I created two open source repositories one for Vanilla JS and one for node.js/npm

I achieved a few goals with this project

  1. Finding an academic paper and implementing some of its findings
  2. Create an open source library
  3. Publish the library to NPM
  4. Support vanilla JS and node.js

How the package has performed over the past few years

Three years after creating this package it is cool seeing all the downloads and how people have used the repositories thanks to npm statistics and github repository statistics.

Let's take a look at TextRank-node

Stars - https://github.com/nadr0/TextRank-node/stargazers

As of writing this post my package has a total of 15 stars!
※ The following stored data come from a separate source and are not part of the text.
//! Flat-file persistence: urls.json, its history, the blacklist and
//! categories.json.

use std::collections::{HashMap, HashSet};
use std::fs;
use std::path::{Path, PathBuf};

use anyhow::{Context, Result};
use chrono::Local;
use serde::{Serialize, Serializer};
use tracing::info;

use crate::catalog::Catalog;
use crate::model::{CategoryRecord, Entry, Membership};
use crate::utils::normalize_url;

// ── Entries ──

pub fn load_entries(path: &Path) -> Result<Vec<Entry>> {
    let raw = fs::read_to_string(path).with_context(|| format!("reading {}", path.display()))?;
    let entries = serde_json::from_str(&raw).with_context(|| format!("parsing {}", path.display()))?;
    Ok(entries)
}

/// Like `load_entries`, but a missing file is an empty list.
pub fn load_entries_or_empty(path: &Path) -> Result<Vec<Entry>> {
    if !path.exists() {
        return Ok(Vec::new());
    }
    load_entries(path)
}

/// Overwrite `path` with the full list. Order is kept as given.
pub fn save_entries(entries: &[Entry], path: &Path) -> Result<()> {
    write_pretty(path, &entries, b"    ")?;
    info!("Wrote {} with {} repositories", path.display(), entries.len());
    Ok(())
}

/// Move the current file into `history_dir` under a timestamped name.
/// Returns None when there was nothing to move.
pub fn backup(path: &Path, history_dir: &Path) -> Result<Option<PathBuf>> {
    if !path.exists() {
        info!("No {} found to back up", path.display());
        return Ok(None);
    }

    fs::create_dir_all(history_dir)
        .with_context(|| format!("creating {}", history_dir.display()))?;

    let stem = path.file_stem().and_then(|s| s.to_str()).unwrap_or("backup");
    let timestamp = Local::now().format("%Y%m%d_%H%M%S");
    let file_name = match path.extension().and_then(|e| e.to_str()) {
        Some(ext) => format!("{}_{}.{}", stem, timestamp, ext),
        None => format!("{}_{}", stem, timestamp),
    };
    let target = history_dir.join(file_name);

    fs::rename(path, &target)
        .with_context(|| format!("moving {} to {}", path.display(), target.display()))?;
    info!("Moved {} to {}", path.display(), target.display());
    Ok(Some(target))
}

// ── Blacklist ──

/// One url per line; blank lines and `#` comments are skipped.
pub fn load_blacklist(path: &Path) -> Result<HashSet<String>> {
    if !path.exists() {
        return Ok(HashSet::new());
    }
    let raw = fs::read_to_string(path).with_context(|| format!("reading {}", path.display()))?;
    Ok(parse_blacklist(&raw))
}

fn parse_blacklist(raw: &str) -> HashSet<String> {
    raw.lines()
        .map(str::trim)
        .filter(|l| !l.is_empty() && !l.starts_with('#'))
        .map(normalize_url)
        .collect()
}

pub fn filter_blacklisted(entries: Vec<Entry>, blacklist: &HashSet<String>) -> Vec<Entry> {
    if blacklist.is_empty() {
        return entries;
    }
    let before = entries.len();
    let kept: Vec<Entry> = entries
        .into_iter()
        .filter(|e| {
            let hit = blacklist.contains(&normalize_url(&e.url));
            if hit {
                info!("Blacklisted, removing {}", e.url);
            }
            !hit
        })
        .collect();
    let removed = before - kept.len();
    if removed > 0 {
        info!("Removed {} blacklisted repositories", removed);
    }
    kept
}

// ── Categories ──

/// Membership lists per category, kept in catalog order.
#[derive(Debug, Clone)]
pub struct CategoryStore {
    records: Vec<(&'static str, CategoryRecord)>,
    categorized: HashSet<String>,
}

impl CategoryStore {
    pub fn empty(catalog: &Catalog) -> Self {
        CategoryStore {
            records: catalog
                .categories()
                .iter()
                .map(|def| (def.id, CategoryRecord::from_def(def)))
                .collect(),
            categorized: HashSet::new(),
        }
    }

    /// Merge an existing categories.json into the catalog. Names listed under
    /// ids the catalog no longer knows still count as categorized.
    pub fn load(path: &Path, catalog: &Catalog) -> Result<Self> {
        let mut store = Self::empty(catalog);
        if !path.exists() {
            return Ok(store);
        }

        let raw = fs::read_to_string(path).with_context(|| format!("reading {}", path.display()))?;
        let existing: HashMap<String, CategoryRecord> =
            serde_json::from_str(&raw).with_context(|| format!("parsing {}", path.display()))?;

        for (id, record) in existing {
            store
                .categorized
                .extend(record.repos.iter().map(|m| m.name.clone()));
            if let Some((_, slot)) = store.records.iter_mut().find(|(known, _)| *known == id) {
                slot.repos = record.repos;
            }
        }
        Ok(store)
    }

    /// Sort every list by stars (descending, stable) and write the file.
    pub fn save(&mut self, path: &Path) -> Result<()> {
        for (_, record) in &mut self.records {
            record.repos.sort_by(|a, b| b.stars.cmp(&a.stars));
        }
        write_pretty(path, &OrderedRecords(&self.records), b"  ")
    }

    pub fn is_categorized(&self, name: &str) -> bool {
        self.categorized.contains(name)
    }

    pub fn categorized_count(&self) -> usize {
        self.categorized.len()
    }

    /// Append the membership to every category it names. Ids outside the
    /// catalog are ignored.
    pub fn add(&mut self, membership: Membership) {
        for (id, record) in &mut self.records {
            if membership.categories.iter().any(|c| c == id) {
                record.repos.push(membership.clone());
            }
        }
        self.categorized.insert(membership.name);
    }

    pub fn members(&self, id: &str) -> &[Membership] {
        self.records
            .iter()
            .find(|(known, _)| *known == id)
            .map(|(_, r)| r.repos.as_slice())
            .unwrap_or(&[])
    }

    pub fn iter(&self) -> impl Iterator<Item = (&'static str, &CategoryRecord)> {
        self.records.iter().map(|(id, r)| (*id, r))
    }

    pub fn total_memberships(&self) -> usize {
        self.records.iter().map(|(_, r)| r.repos.len()).sum()
    }
}

struct OrderedRecords<'a>(&'a [(&'static str, CategoryRecord)]);

impl Serialize for OrderedRecords<'_> {
    fn serialize<S: Serializer>(&self, serializer: S) -> Result<S::Ok, S::Error> {
        serializer.collect_map(self.0.iter().map(|(id, record)| (*id, record)))
    }
}

fn write_pretty<T: Serialize + ?Sized>(path: &Path, value: &T, indent: &[u8]) -> Result<()> {
    let mut buf = Vec::new();
    let formatter = serde_json::ser::PrettyFormatter::with_indent(indent);
    let mut ser = serde_json::Serializer::with_formatter(&mut buf, formatter);
    value.serialize(&mut ser)?;
    buf.push(b'\n');
    fs::write(path, buf).with_context(|| format!("writing {}", path.display()))?;
    Ok(())
}

#[cfg(test)]
mod tests {
    use super::*;
    use crate::model::RepoMeta;

    fn meta(name: &str, stars: u64) -> RepoMeta {
        RepoMeta {
            name: name.to_string(),
            full_name: format!("owner/{}", name),
            description: format!("{} does things", name),
            stars,
            version: "v1.0.0".to_string(),
            updated_at: "2024-03-01".to_string(),
            topics: vec!["scraping".to_string()],
        }
    }

    fn membership(name: &str, stars: u64, categories: &[&str]) -> Membership {
        Membership {
            name: name.to_string(),
            full_name: format!("owner/{}", name),
            url: format!("https://github.com/owner/{}", name),
            description: String::new(),
            stars,
            categories: categories.iter().map(|c| c.to_string()).collect(),
            categorized_at: "2024-06-15T00:00:00+00:00".to_string(),
        }
    }

    #[test]
    fn entries_round_trip() {
        let dir = tempfile::tempdir().unwrap();
        let path = dir.path().join("urls.json");
        let entries = vec![
            Entry::complete("https://github.com/owner/alpha", meta("alpha", 10)),
            Entry::minimal("https://github.com/owner/beta"),
            Entry::complete(
                "https://github.com/owner/gamma",
                RepoMeta {
                    version: "-".into(),
                    updated_at: "-".into(),
                    ..meta("gamma", 0)
                },
            ),
        ];
        save_entries(&entries, &path).unwrap();
        let loaded = load_entries(&path).unwrap();
        assert_eq!(loaded, entries);
    }

    #[test]
    fn missing_entries_file() {
        let dir = tempfile::tempdir().unwrap();
        let path = dir.path().join("urls.json");
        assert!(load_entries(&path).is_err());
        assert!(load_entries_or_empty(&path).unwrap().is_empty());
    }

    #[test]
    fn backup_moves_file_into_history() {
        let dir = tempfile::tempdir().unwrap();
        let path = dir.path().join("urls.json");
        let history = dir.path().join("history");
        fs::write(&path, "[]").unwrap();

        let moved = backup(&path, &history).unwrap().unwrap();
        assert!(!path.exists());
        assert!(moved.exists());
        assert_eq!(moved.parent(), Some(history.as_path()));
        let name = moved.file_name().unwrap().to_str().unwrap();
        assert!(name.starts_with("urls_"));
        assert!(name.ends_with(".json"));
        assert_eq!(fs::read_to_string(&moved).unwrap(), "[]");
    }

    #[test]
    fn backup_without_file_is_noop() {
        let dir = tempfile::tempdir().unwrap();
        let history = dir.path().join("history");
        let moved = backup(&dir.path().join("urls.json"), &history).unwrap();
        assert!(moved.is_none());
        assert!(!history.exists());
    }

    #[test]
    fn blacklist_parsing_and_filtering() {
        let set = parse_blacklist(
            "# spam\n\nhttps://github.com/Spam/Repo/\n  https://github.com/other/junk  \n",
        );
        assert_eq!(set.len(), 2);
        assert!(set.contains("https://github.com/spam/repo"));

        let entries = vec![
            Entry::minimal("https://github.com/spam/repo"),
            Entry::minimal("https://github.com/good/repo"),
            Entry::minimal("https://github.com/OTHER/junk/"),
        ];
        let kept = filter_blacklisted(entries, &set);
        assert_eq!(kept, vec![Entry::minimal("https://github.com/good/repo")]);
    }

    #[test]
    fn missing_blacklist_is_empty() {
        let dir = tempfile::tempdir().unwrap();
        let set = load_blacklist(&dir.path().join("blacklist.txt")).unwrap();
        assert!(set.is_empty());
    }

    #[test]
    fn category_store_merges_and_sorts() {
        let catalog = Catalog::default_scraping();
        let dir = tempfile::tempdir().unwrap();
        let path = dir.path().join("categories.json");
        fs::write(
            &path,
            r#"{
                "http_clients": {"name": "Old name", "repos": [
                    {"name": "httpx", "url": "https://github.com/encode/httpx", "stars": 10}
                ]},
                "retired_category": {"repos": [
                    {"name": "legacy", "url": "https://github.com/x/legacy", "stars": 1}
                ]}
            }"#,
        )
        .unwrap();

        let mut store = CategoryStore::load(&path, &catalog).unwrap();
        assert!(store.is_categorized("httpx"));
        assert!(store.is_categorized("legacy"));
        assert_eq!(store.members("http_clients").len(), 1);

        store.add(membership("got", 50, &["http_clients", "other", "bogus"]));
        assert!(store.is_categorized("got"));
        assert_eq!(store.members("other").len(), 1);
        store.save(&path).unwrap();

        let raw = fs::read_to_string(&path).unwrap();
        let value: serde_json::Value = serde_json::from_str(&raw).unwrap();
        assert_eq!(value["http_clients"]["name"], "HTTP Clients & Request Libraries");
        assert_eq!(value["http_clients"]["repos"][0]["name"], "got");
        assert_eq!(value["http_clients"]["repos"][1]["name"], "httpx");
        assert!(value.get("retired_category").is_none());
        assert!(value.get("bogus").is_none());
        // catalog order is kept on disk
        assert!(raw.find("full_featured_frameworks").unwrap() < raw.find("rejected").unwrap());

        let reloaded = CategoryStore::load(&path, &catalog).unwrap();
        assert_eq!(reloaded.total_memberships(), 3);
    }
}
Downloads - https://npm-stat.com/charts.html?package=textrank&from=2017-03-26&to=2020-03-26

I have a total of 2,410 downloads which probably a lot of them are due to bots or package listing websites that just download all packages.

npm total download stats graphic

Overall it is cool to see all the downloads that have taken place over time. It is hard to tell but probably all the valleys are the actual amount of downloads instead of the highs due to the amount of auto downloads or bots who download packages.

Github search

While not logged into my account I searched textrank in the search bar and here are the results.

github search results for textrank

I see my package on the bottom of the fourth page!

Github depengency graph

On my repository for TextRank-node I can see which other respositories are depend on my package.

github dependency graph

The respositories range from class projects, hackathon projects, proof of concepts, side projects, and more.

It is awesome to see how people are using my package to help create their application.

Reflection

I made this post to reflect on a package I wrote three years ago and it is cool to see how far it is come. It isn't a massively used package but I like that I wrote a package and others can use for side projects, hackathons, or proof of concept. This pushed me to try new things in the javascript community that I have not done before and inspires me to write more packages. Though I really haven't released many packages since then but my goal is to create useful packages with purpose.

Try this out for yourself and set these goals

  1. Find an academic paper and implementing some of its findings

    • Papers can be long and have many components to the over all topic it is discussing. Try implementing a few of the large components of the paper.
  2. Create an open source library

    • Publish your code online with a useful open source license. I use Github a lot so that is why I posted mine there.
  3. Publish the library to a package manager

    • As I am writing this I realized this is all javascript oriented, actually you should implement your library in any language you want! Make it available in a package manager of your choice and make sure it can be built from source code!
  4. Support simple workflows and basic language support

    • For example, Javascript has a ton of different ways of writing code. Vanilla JS, Typescript, JSX, ES6 (+), etc.. Try to support the most basic way of including the code into the ecosystem then branch out to the other supported workflows.